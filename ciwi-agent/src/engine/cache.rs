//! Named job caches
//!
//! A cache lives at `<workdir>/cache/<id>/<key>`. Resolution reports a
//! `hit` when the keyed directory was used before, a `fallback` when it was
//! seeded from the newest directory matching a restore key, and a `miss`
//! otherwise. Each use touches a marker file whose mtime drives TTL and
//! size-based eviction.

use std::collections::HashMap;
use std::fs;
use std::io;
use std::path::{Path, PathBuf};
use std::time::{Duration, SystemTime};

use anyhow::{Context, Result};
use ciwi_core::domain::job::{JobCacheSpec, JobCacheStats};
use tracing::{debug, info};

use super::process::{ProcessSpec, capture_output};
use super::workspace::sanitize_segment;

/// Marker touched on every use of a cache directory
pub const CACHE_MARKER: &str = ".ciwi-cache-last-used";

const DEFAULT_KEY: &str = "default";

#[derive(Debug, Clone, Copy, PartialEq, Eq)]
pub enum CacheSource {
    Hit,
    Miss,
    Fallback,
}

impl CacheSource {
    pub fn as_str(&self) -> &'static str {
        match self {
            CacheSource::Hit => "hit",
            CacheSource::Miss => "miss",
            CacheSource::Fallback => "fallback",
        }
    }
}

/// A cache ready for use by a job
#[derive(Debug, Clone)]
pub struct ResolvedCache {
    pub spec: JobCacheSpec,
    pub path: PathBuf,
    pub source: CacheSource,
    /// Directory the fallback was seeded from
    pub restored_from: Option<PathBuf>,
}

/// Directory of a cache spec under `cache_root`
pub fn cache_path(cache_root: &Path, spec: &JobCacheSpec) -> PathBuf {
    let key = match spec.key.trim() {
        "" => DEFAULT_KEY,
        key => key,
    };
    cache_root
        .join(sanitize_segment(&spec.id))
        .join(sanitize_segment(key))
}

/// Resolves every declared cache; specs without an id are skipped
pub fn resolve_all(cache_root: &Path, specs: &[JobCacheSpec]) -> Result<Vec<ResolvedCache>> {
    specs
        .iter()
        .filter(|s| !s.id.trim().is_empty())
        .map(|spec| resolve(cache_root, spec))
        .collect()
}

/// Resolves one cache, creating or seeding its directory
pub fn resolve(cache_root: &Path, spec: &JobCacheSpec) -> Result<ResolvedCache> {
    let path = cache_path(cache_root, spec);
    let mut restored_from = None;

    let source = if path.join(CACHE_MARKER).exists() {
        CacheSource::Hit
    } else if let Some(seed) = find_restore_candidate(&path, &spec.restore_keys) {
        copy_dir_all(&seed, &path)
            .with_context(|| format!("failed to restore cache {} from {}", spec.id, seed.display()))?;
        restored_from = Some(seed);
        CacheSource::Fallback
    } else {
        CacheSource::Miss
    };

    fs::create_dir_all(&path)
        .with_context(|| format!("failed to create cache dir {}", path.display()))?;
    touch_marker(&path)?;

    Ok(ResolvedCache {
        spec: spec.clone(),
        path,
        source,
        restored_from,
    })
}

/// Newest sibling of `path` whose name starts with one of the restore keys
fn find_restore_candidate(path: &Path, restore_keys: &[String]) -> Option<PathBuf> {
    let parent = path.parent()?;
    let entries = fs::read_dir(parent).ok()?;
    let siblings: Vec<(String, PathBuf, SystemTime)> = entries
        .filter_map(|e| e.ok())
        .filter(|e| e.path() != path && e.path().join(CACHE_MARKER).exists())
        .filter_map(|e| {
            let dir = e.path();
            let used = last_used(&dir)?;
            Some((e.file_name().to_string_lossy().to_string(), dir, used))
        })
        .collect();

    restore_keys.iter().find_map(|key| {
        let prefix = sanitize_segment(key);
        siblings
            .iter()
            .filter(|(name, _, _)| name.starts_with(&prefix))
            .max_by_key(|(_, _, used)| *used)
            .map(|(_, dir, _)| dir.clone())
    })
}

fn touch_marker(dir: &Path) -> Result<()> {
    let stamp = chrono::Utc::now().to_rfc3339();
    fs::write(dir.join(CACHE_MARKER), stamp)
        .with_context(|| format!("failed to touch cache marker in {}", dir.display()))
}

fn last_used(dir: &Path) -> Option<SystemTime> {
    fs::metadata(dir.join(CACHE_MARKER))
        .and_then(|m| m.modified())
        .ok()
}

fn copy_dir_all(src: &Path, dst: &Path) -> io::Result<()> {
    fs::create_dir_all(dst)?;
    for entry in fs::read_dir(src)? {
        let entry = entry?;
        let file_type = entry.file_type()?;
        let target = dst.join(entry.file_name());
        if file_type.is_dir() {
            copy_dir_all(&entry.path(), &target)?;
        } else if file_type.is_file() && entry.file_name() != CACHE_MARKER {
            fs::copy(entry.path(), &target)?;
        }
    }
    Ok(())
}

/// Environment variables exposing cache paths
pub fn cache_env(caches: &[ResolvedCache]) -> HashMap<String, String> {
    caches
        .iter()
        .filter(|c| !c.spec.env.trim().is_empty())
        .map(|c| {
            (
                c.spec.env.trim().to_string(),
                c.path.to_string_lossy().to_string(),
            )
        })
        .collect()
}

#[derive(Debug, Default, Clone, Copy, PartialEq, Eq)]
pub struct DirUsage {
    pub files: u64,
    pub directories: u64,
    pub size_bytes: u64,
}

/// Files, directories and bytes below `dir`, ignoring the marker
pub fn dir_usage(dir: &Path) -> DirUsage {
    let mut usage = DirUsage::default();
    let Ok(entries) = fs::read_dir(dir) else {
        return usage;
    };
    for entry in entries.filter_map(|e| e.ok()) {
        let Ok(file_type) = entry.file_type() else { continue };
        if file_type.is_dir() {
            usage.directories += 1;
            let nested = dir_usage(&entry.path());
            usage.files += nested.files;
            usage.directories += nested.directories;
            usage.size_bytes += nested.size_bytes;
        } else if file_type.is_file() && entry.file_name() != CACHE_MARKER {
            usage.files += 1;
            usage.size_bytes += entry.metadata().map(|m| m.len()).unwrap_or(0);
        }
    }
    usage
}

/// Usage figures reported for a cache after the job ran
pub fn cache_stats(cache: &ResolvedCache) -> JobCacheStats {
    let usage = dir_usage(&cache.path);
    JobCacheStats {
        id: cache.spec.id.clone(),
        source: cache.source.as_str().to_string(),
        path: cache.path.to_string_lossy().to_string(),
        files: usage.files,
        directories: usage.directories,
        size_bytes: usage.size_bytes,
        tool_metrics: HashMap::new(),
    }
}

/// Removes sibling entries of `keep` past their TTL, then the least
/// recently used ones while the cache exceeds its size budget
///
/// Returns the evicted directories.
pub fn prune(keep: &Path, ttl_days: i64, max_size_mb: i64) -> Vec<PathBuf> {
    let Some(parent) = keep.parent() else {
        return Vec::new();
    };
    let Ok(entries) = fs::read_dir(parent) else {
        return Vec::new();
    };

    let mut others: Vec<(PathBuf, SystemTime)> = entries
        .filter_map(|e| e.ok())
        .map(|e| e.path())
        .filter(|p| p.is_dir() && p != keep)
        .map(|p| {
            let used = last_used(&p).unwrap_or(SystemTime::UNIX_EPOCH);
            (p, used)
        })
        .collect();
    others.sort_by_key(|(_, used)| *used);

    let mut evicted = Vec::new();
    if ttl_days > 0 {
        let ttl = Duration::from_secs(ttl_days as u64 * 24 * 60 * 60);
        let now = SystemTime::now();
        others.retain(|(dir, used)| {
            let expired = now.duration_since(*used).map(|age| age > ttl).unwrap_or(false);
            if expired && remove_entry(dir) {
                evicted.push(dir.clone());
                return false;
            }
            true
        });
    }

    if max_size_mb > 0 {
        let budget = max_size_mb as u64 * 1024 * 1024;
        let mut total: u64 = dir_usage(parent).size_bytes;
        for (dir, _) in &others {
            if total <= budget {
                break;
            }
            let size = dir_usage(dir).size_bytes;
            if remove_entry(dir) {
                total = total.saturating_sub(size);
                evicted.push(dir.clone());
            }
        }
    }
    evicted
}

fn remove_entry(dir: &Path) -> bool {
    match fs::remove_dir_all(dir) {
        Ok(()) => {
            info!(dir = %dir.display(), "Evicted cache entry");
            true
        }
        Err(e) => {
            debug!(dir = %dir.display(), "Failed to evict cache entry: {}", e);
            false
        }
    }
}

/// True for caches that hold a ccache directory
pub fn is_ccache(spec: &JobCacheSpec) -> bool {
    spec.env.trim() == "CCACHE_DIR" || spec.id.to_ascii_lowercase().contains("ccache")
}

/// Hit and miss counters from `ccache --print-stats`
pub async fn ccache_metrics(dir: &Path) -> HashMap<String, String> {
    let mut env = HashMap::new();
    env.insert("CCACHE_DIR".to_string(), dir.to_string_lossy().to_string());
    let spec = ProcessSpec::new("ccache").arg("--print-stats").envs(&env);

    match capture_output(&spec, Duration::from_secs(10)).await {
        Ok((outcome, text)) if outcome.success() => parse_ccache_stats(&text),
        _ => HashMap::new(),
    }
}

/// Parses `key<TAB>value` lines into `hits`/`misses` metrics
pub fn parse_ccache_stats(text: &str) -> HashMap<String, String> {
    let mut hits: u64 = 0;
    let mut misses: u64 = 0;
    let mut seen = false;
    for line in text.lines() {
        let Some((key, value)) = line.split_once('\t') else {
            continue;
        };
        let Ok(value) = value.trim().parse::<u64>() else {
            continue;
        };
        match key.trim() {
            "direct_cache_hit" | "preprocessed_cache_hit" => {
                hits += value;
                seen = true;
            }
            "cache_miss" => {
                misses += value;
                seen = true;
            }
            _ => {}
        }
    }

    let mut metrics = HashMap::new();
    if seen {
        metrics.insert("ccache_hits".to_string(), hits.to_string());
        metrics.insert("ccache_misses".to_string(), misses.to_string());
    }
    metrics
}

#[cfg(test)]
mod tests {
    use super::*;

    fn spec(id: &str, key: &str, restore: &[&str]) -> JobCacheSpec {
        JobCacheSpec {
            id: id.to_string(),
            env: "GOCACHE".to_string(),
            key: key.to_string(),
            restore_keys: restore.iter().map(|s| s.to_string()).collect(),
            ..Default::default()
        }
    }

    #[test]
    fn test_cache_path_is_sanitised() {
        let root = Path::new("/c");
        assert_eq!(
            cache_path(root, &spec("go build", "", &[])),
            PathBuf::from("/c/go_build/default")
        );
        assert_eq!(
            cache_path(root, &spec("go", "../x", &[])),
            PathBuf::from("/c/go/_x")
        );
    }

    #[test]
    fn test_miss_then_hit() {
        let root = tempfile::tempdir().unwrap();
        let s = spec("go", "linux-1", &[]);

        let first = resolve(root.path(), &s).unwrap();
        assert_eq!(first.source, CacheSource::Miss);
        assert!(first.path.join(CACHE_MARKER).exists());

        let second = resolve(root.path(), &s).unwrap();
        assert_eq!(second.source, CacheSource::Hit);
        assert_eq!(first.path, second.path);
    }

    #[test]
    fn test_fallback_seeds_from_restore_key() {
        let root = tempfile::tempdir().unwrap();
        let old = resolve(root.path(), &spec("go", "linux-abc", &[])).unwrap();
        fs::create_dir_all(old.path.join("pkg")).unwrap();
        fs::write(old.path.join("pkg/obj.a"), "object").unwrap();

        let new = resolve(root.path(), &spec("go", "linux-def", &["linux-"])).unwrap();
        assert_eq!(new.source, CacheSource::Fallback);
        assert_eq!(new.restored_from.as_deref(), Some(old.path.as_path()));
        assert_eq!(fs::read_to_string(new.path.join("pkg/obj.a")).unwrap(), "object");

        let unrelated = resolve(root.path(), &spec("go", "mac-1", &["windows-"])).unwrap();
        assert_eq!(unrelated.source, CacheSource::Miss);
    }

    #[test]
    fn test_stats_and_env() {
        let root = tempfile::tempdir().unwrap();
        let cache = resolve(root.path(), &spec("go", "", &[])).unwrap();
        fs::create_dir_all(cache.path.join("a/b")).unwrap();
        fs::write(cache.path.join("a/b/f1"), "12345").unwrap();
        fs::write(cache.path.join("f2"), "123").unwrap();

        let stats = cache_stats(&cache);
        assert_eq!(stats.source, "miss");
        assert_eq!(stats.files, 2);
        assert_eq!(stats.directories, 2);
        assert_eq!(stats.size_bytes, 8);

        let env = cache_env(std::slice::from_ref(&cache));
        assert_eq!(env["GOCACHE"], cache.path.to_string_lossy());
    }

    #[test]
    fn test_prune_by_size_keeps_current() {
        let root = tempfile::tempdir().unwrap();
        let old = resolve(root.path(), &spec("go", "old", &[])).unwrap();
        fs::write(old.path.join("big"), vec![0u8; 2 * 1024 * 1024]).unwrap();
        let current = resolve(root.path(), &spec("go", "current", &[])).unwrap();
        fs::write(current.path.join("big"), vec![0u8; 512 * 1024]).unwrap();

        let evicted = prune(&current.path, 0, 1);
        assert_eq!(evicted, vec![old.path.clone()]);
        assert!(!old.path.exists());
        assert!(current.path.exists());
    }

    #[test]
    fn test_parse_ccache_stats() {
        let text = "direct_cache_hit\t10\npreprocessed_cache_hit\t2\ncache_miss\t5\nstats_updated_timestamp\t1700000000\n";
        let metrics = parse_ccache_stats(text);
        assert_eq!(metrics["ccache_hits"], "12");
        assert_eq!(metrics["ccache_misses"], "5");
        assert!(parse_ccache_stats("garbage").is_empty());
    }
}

+++++

* DIRECTIONS FOR THIS TASK *
Please count how many lines in the preceding records hold the word "struct", then give only that number.

* RESULT OF THE EXERCISE *
2